Laura Batterink | Neural entrainment as a measure and a mechanism of statistical language learning

Language Circle

  • Date: May 8, 2024
  • Time: 03:00 PM - 04:00 PM (Local Time Germany)
  • Speaker: Laura Batterink
  • Western University, Ontario, Canada
  • Location: MPI for Human Cognitive and Brain Sciences
  • Room: Zoom Meeting
  • Host: Max Planck Research Group Language Cycles
Please join online: https://zoom.us/j/94686183586
Statistical learning is the process of becoming sensitive to statistical regularities in the environment and is thought to play a critical role in many aspects of language learning. Many past studies of statistical learning have focused on learners’ ability to make explicit recognition judgments about learned items after the learning process. However, this ability represents just one limited—and often absent—outcome of statistical learning.
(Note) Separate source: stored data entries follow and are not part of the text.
//! Modules referenced by a path relative to the declaring file.
//!
//! Local references carry no scheme prefix: `module m './child.bicep' = {}`.
//! Their content is always local, so restoring is a no-op.

use async_trait::async_trait;
use bramble_diagnostics::{DiagnosticBuilder, catalog};
use tokio_util::sync::CancellationToken;
use url::Url;

use crate::restore::{RestoreOutcome, RestoreResults};
use crate::{ModuleReference, ModuleRegistry, ReferencePayload};

/// Scheme owned by the local registry.
pub const LOCAL_SCHEME: &str = "";

#[derive(Debug, Clone, PartialEq, Eq)]
pub struct LocalModuleReference {
	path: String,
}

impl LocalModuleReference {
	/// Relative path with forward slashes.
	pub fn path(&self) -> &str {
		&self.path
	}
}

impl ReferencePayload for LocalModuleReference {
	fn unqualified_reference(&self) -> String {
		self.path.clone()
	}
}

fn validate_path(path: &str) -> Result<(), DiagnosticBuilder> {
	if path.is_empty() {
		return Err(catalog::empty_path());
	}
	if path.chars().any(|c| c.is_control() || catalog::FORBIDDEN_PATH_CHARS.contains(&c)) {
		return Err(catalog::invalid_path_characters());
	}
	if path.starts_with('/') {
		return Err(catalog::path_must_be_relative(path));
	}
	if path.ends_with(catalog::FORBIDDEN_PATH_TERMINATORS) {
		return Err(catalog::invalid_path_terminator());
	}
	Ok(())
}

/// Resolves `path` against the directory of `parent` as file path segments.
///
/// Each segment is percent-encoded when pushed, so `#` and `%` stay part
/// of the file name instead of being read as URL syntax.
fn join_relative(parent: &Url, path: &str) -> Option<Url> {
	let mut url = parent.clone();
	url.set_query(None);
	url.set_fragment(None);
	{
		let mut segments = url.path_segments_mut().ok()?;
		segments.pop();
		for segment in path.split('/') {
			match segment {
				"" | "." => {}
				".." => {
					segments.pop();
				}
				segment => {
					segments.push(segment);
				}
			}
		}
	}
	Some(url)
}

#[derive(Debug, Clone, Copy, Default)]
pub struct LocalModuleRegistry;

impl LocalModuleRegistry {
	pub const fn new() -> Self {
		Self
	}
}

#[async_trait]
impl ModuleRegistry for LocalModuleRegistry {
	fn scheme(&self) -> &str {
		LOCAL_SCHEME
	}

	fn try_parse_module_reference(&self, alias: Option<&str>, reference: &str) -> Result<ModuleReference, DiagnosticBuilder> {
		// The dispatcher never routes an alias to the empty scheme; this guards
		// direct callers of the registry.
		if let Some(alias) = alias {
			return Err(catalog::unknown_module_alias(alias, "local"));
		}
		validate_path(reference)?;
		Ok(ModuleReference::new(
			LOCAL_SCHEME,
			LocalModuleReference {
				path: reference.to_string(),
			},
		))
	}

	fn is_available_locally(&self, _reference: &ModuleReference) -> bool {
		true
	}

	fn try_get_local_entry_point(&self, parent: &Url, reference: &ModuleReference) -> Result<Url, DiagnosticBuilder> {
		let path = reference.unqualified_reference();
		join_relative(parent, path).ok_or_else(|| catalog::path_not_resolvable(path, parent.as_str()))
	}

	async fn restore_all(&self, references: Vec<ModuleReference>, _cancel: CancellationToken) -> RestoreResults {
		references
			.into_iter()
			.map(|reference| (reference, Ok(RestoreOutcome::AlreadyAvailable)))
			.collect()
	}
}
In this talk, I will present a line of work that leverages neural entrainment to better understand the process of statistical learning as it unfolds over time. Across multiple EEG studies, we have found rapid, robust neural entrainment to hidden words in speech, which persists across different experimental manipulations. In another study, we actively manipulated neural entrainment during learning and found that boosting neural entrainment at the relevant frequency enhances subsequent statistical learning performance. These results suggest that entrainment not only reflects, but also actively supports statistical learning. Recent intracranial data is allowing us to unveil the specific brain regions where this process takes place. Taken together, our results suggest that neural entrainment may reflect a “core”, robust, potentially near-obligatory mechanism for pattern detection in the brain. This core mechanism may optionally—not always—trigger a secondary set of long-term memory mechanisms allowing for the flexible expression of knowledge.